When we first got our diagnosis that Clara would be born with Spina Bifida. Everyone would ask "Well what can you do?". I knew that there was a surgery that could be done while you were pregnant, to close the baby's defect theoretically stopping amniotic fluid from continuing to damage the exposed spinal nerves. These surgeries started being performed in the US in 1994. In 2003, the National Institute of Child Health and Human Development, a part of The National Institutes of Health initiated a study called MOMS (http://www.spinabifidamoms.com/english/index.html). An amazing, but now heartbreaking study. Due to the NICHHD study the prenatal surgery went from being a choice we could make, to having to qualify and then get randomized and then move for months to a study site. We did not qualify to participate in the study. Clara, would have to wait until she made her grand entrance to have her necessary surgery. Still with well intentioned questions from friends and family, "Well, I have done some research and did you know there is a surgery you can have now..." with my scripted response, "Yes, but we can't choose to have it and we did not qualify for the study."

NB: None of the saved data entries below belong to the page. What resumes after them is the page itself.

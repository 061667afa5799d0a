//! Utility functions for display formatting.

pub mod format;

pub use format::{format_brl, truncate_string};
//! Request adapter: turns a verb, a relative path and an optional body into a
//! request against the configured backend, with auth and content headers.
//!
//! The adapter keeps no session state of its own. Every call re-reads the
//! token from durable storage and rebuilds its headers, so a sign-out (which
//! clears storage first) is honored by the very next request.
//!
//! Non-2xx responses are returned as-is; deciding what is an error belongs to
//! the caller. There is no retry, timeout or caching at this layer.

use reqwest::header::{self, HeaderMap, HeaderName, HeaderValue};
use reqwest::multipart::Form;
use reqwest::{Client, Method, Request, Response, Url};
use serde::Serialize;
use tracing::{debug, warn};

use super::ApiError;
use crate::config::Config;
use crate::storage::SharedStore;

/// Request payload.
pub enum Body {
    /// Serialized to a JSON string with `Content-Type: application/json`
    Json(serde_json::Value),
    /// Sent as-is; the transport writes the multipart content type and boundary
    Multipart(Form),
}

impl Body {
    pub fn json<T: Serialize + ?Sized>(value: &T) -> Result<Self, ApiError> {
        serde_json::to_value(value)
            .map(Body::Json)
            .map_err(|e| ApiError::Decode(format!("Failed to serialize request body: {}", e)))
    }

    /// An empty JSON object, for POSTs that carry no data
    pub fn empty() -> Self {
        Body::Json(serde_json::Value::Object(Default::default()))
    }

    pub fn is_multipart(&self) -> bool {
        matches!(self, Body::Multipart(_))
    }
}

impl From<serde_json::Value> for Body {
    fn from(value: serde_json::Value) -> Self {
        Body::Json(value)
    }
}

impl From<Form> for Body {
    fn from(form: Form) -> Self {
        Body::Multipart(form)
    }
}

/// Per-call passthrough settings.
#[derive(Debug, Clone, Default)]
pub struct RequestOptions {
    /// Extra headers, applied after (and overriding) the adapter's own
    pub headers: HeaderMap,
    /// Query string pairs
    pub query: Vec<(String, String)>,
    /// Skip the bearer header even when a token is stored
    pub anonymous: bool,
}

impl RequestOptions {
    pub fn anonymous() -> Self {
        Self {
            anonymous: true,
            ..Self::default()
        }
    }

    pub fn header(mut self, name: HeaderName, value: HeaderValue) -> Self {
        self.headers.insert(name, value);
        self
    }

    pub fn query(mut self, key: &str, value: &str) -> Self {
        self.query.push((key.to_string(), value.to_string()));
        self
    }
}

/// HTTP adapter for the racha backend.
/// Clone is cheap - reqwest::Client uses Arc internally for connection pooling.
#[derive(Clone)]
pub struct HttpAdapter {
    client: Client,
    origin: String,
    storage: SharedStore,
    token_key: String,
}

impl HttpAdapter {
    /// Create an adapter with its own client. Cookies are kept and sent
    /// alongside the bearer token.
    pub fn new(config: &Config, storage: SharedStore) -> Result<Self, ApiError> {
        let client = Client::builder().cookie_store(true).build()?;
        Self::with_client(client, config, storage)
    }

    /// Create an adapter sharing an existing client's connection pool
    pub fn with_client(client: Client, config: &Config, storage: SharedStore) -> Result<Self, ApiError> {
        let origin = config.backend_url.trim().trim_end_matches('/').to_string();
        Url::parse(&origin).map_err(|e| ApiError::InvalidUrl(format!("{}: {}", origin, e)))?;

        Ok(Self {
            client,
            origin,
            storage,
            token_key: config.token_key.clone(),
        })
    }

    pub fn origin(&self) -> &str {
        &self.origin
    }

    /// Join a relative path onto the origin. One leading slash is dropped, so
    /// `/api/user` and `api/user` resolve identically.
    pub fn resolve_url(&self, path: &str) -> String {
        let path = path.strip_prefix('/').unwrap_or(path);
        format!("{}/{}", self.origin, path)
    }

    /// Current token from storage. A failed read degrades to no token.
    async fn stored_token(&self) -> Option<String> {
        match self.storage.get(&self.token_key).await {
            Ok(Some(token)) if !token.trim().is_empty() => Some(token),
            Ok(_) => None,
            Err(e) => {
                warn!(error = %e, "Failed to read access token, sending request unauthenticated");
                None
            }
        }
    }

    async fn headers(&self, multipart: bool, anonymous: bool) -> Result<HeaderMap, ApiError> {
        let mut headers = HeaderMap::new();
        headers.insert(header::ACCEPT, HeaderValue::from_static("application/json"));

        if !multipart {
            headers.insert(header::CONTENT_TYPE, HeaderValue::from_static("application/json"));
        }

        if !anonymous {
            if let Some(token) = self.stored_token().await {
                let mut value = HeaderValue::from_str(&format!("Bearer {}", token))?;
                value.set_sensitive(true);
                headers.insert(header::AUTHORIZATION, value);
            }
        }

        Ok(headers)
    }

    /// Build a fully formed request without sending it
    pub async fn build(
        &self,
        method: Method,
        path: &str,
        body: Option<Body>,
        options: RequestOptions,
    ) -> Result<Request, ApiError> {
        let url = Url::parse(&self.resolve_url(path))
            .map_err(|e| ApiError::InvalidUrl(format!("{}: {}", path, e)))?;
        let multipart = body.as_ref().map(Body::is_multipart).unwrap_or(false);
        let headers = self.headers(multipart, options.anonymous).await?;

        let mut builder = self.client.request(method, url).headers(headers);
        if !options.query.is_empty() {
            builder = builder.query(&options.query);
        }
        builder = match body {
            Some(Body::Json(value)) => builder.body(value.to_string()),
            Some(Body::Multipart(form)) => builder.multipart(form),
            None => builder,
        };
        if !options.headers.is_empty() {
            builder = builder.headers(options.headers);
        }

        Ok(builder.build()?)
    }

    /// Send a built request. Any HTTP status is a successful send.
    pub async fn send(&self, request: Request) -> Result<Response, ApiError> {
        let method = request.method().clone();
        let url = request.url().clone();
        let response = self.client.execute(request).await?;
        debug!(%method, url = %url, status = %response.status(), "Request completed");
        Ok(response)
    }

    pub async fn request(
        &self,
        method: Method,
        path: &str,
        body: Option<Body>,
        options: RequestOptions,
    ) -> Result<Response, ApiError> {
        let request = self.build(method, path, body, options).await?;
        self.send(request).await
    }

    pub async fn get(&self, path: &str, options: RequestOptions) -> Result<Response, ApiError> {
        self.request(Method::GET, path, None, options).await
    }

    pub async fn post(
        &self,
        path: &str,
        body: impl Into<Body>,
        options: RequestOptions,
    ) -> Result<Response, ApiError> {
        self.request(Method::POST, path, Some(body.into()), options)
            .await
    }

    pub async fn put(
        &self,
        path: &str,
        body: Option<Body>,
        options: RequestOptions,
    ) -> Result<Response, ApiError> {
        self.request(Method::PUT, path, body, options).await
    }

    pub async fn patch(
        &self,
        path: &str,
        body: impl Into<Body>,
        options: RequestOptions,
    ) -> Result<Response, ApiError> {
        self.request(Method::PATCH, path, Some(body.into()), options)
            .await
    }

    pub async fn delete(&self, path: &str, options: RequestOptions) -> Result<Response, ApiError> {
        self.request(Method::DELETE, path, None, options).await
    }
}

#[cfg(test)]
mod tests {
    use super::*;
    use crate::storage::MemoryStore;
    use std::sync::Arc;

    fn adapter(backend_url: &str) -> HttpAdapter {
        let config = Config {
            backend_url: backend_url.to_string(),
            ..Config::default()
        };
        HttpAdapter::with_client(Client::new(), &config, Arc::new(MemoryStore::new())).unwrap()
    }

    #[test]
    fn test_resolve_url_strips_one_leading_slash() {
        let api = adapter("http://localhost:8080");
        assert_eq!(api.resolve_url("/api/groups"), "http://localhost:8080/api/groups");
        assert_eq!(api.resolve_url("api/groups"), "http://localhost:8080/api/groups");
        assert_eq!(api.resolve_url("//x"), "http://localhost:8080//x");
        assert_eq!(api.resolve_url("api/a/b"), "http://localhost:8080/api/a/b");
    }

    #[test]
    fn test_origin_trailing_slash_trimmed() {
        let api = adapter("http://localhost:8080/");
        assert_eq!(api.origin(), "http://localhost:8080");
        assert_eq!(api.resolve_url("/check"), "http://localhost:8080/check");
    }

    #[test]
    fn test_invalid_origin_rejected() {
        let config = Config {
            backend_url: "not a url".to_string(),
            ..Config::default()
        };
        let result = HttpAdapter::with_client(Client::new(), &config, Arc::new(MemoryStore::new()));
        assert!(matches!(result, Err(ApiError::InvalidUrl(_))));
    }

    #[test]
    fn test_body_kinds() {
        assert!(!Body::empty().is_multipart());
        assert!(Body::from(Form::new()).is_multipart());
        match Body::json(&serde_json::json!({ "paid": true })).unwrap() {
            Body::Json(value) => assert_eq!(value["paid"], true),
            Body::Multipart(_) => panic!("expected JSON body"),
        }
    }
}
// Shared by several test binaries; not every helper is used by each.
#![allow(dead_code)]

use std::sync::Arc;
use std::time::Duration;

use async_trait::async_trait;
use base64::Engine;
use chrono::{DateTime, Utc};

use racha_core::storage::{KeyValueStore, MemoryStore, SharedStore, StorageError};
use racha_core::Config;

pub fn b64url_no_pad(bytes: &[u8]) -> String {
    base64::engine::general_purpose::URL_SAFE_NO_PAD.encode(bytes)
}

/// Unsigned JWT whose `exp` claim is `expires_at` (second precision).
pub fn fake_jwt(expires_at: DateTime<Utc>) -> String {
    let header = b64url_no_pad(br#"{"alg":"HS256","typ":"JWT"}"#);
    let payload = serde_json::json!({ "sub": "user-1", "exp": expires_at.timestamp() });
    let payload = b64url_no_pad(&serde_json::to_vec(&payload).unwrap());
    let signature = b64url_no_pad(b"signature");
    format!("{header}.{payload}.{signature}")
}

pub fn config_with_interval(interval: Duration) -> Config {
    Config {
        expiry_check_interval: interval,
        ..Config::default()
    }
}

pub fn memory_store() -> (Arc<MemoryStore>, SharedStore) {
    let store = Arc::new(MemoryStore::new());
    let shared: SharedStore = store.clone();
    (store, shared)
}

/// Storage whose every operation fails.
pub struct FailingStore;

#[async_trait]
impl KeyValueStore for FailingStore {
    async fn get(&self, _key: &str) -> Result<Option<String>, StorageError> {
        Err(StorageError::Unavailable("disk on fire".to_string()))
    }

    async fn set(&self, _key: &str, _value: &str) -> Result<(), StorageError> {
        Err(StorageError::Unavailable("disk on fire".to_string()))
    }

    async fn remove(&self, _key: &str) -> Result<(), StorageError> {
        Err(StorageError::Unavailable("disk on fire".to_string()))
    }
}

/// Storage that reads fine but refuses writes.
#[derive(Default)]
pub struct ReadOnlyStore {
    pub inner: MemoryStore,
}

#[async_trait]
impl KeyValueStore for ReadOnlyStore {
    async fn get(&self, key: &str) -> Result<Option<String>, StorageError> {
        self.inner.get(key).await
    }

    async fn set(&self, _key: &str, _value: &str) -> Result<(), StorageError> {
        Err(StorageError::Unavailable("read-only".to_string()))
    }

    async fn remove(&self, key: &str) -> Result<(), StorageError> {
        self.inner.remove(key).await
    }
}

/// Storage whose reads take their value first and then stall, so a read
/// started before a write still returns the older value.
#[derive(Default)]
pub struct SlowReadStore {
    pub inner: MemoryStore,
    pub delay: Duration,
}

#[async_trait]
impl KeyValueStore for SlowReadStore {
    async fn get(&self, key: &str) -> Result<Option<String>, StorageError> {
        let value = self.inner.get(key).await;
        tokio::time::sleep(self.delay).await;
        value
    }

    async fn set(&self, key: &str, value: &str) -> Result<(), StorageError> {
        self.inner.set(key, value).await
    }

    async fn remove(&self, key: &str) -> Result<(), StorageError> {
        self.inner.remove(key).await
    }
}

On February 10th 2011, in a "blizzard" in Nashville, early in the morning...Clara, taken from my arms, was wheeled back to surgery to have her failing shunt replaced. On the very same day, the New York Times front page, ABOVE the fold posted this
It was determined that the surgery is indeed a success and one of the most notable successes was the reduced chance for a shunt (in turn, shunt failures)...Ironic.
As parents, we did what we could. Who knows of the potential problems a surgery like that would have/could have caused... The roadblocks, speed bumps were there for a reason. I adore Clara. Clara is who God wanted her to be. And I truly believe that.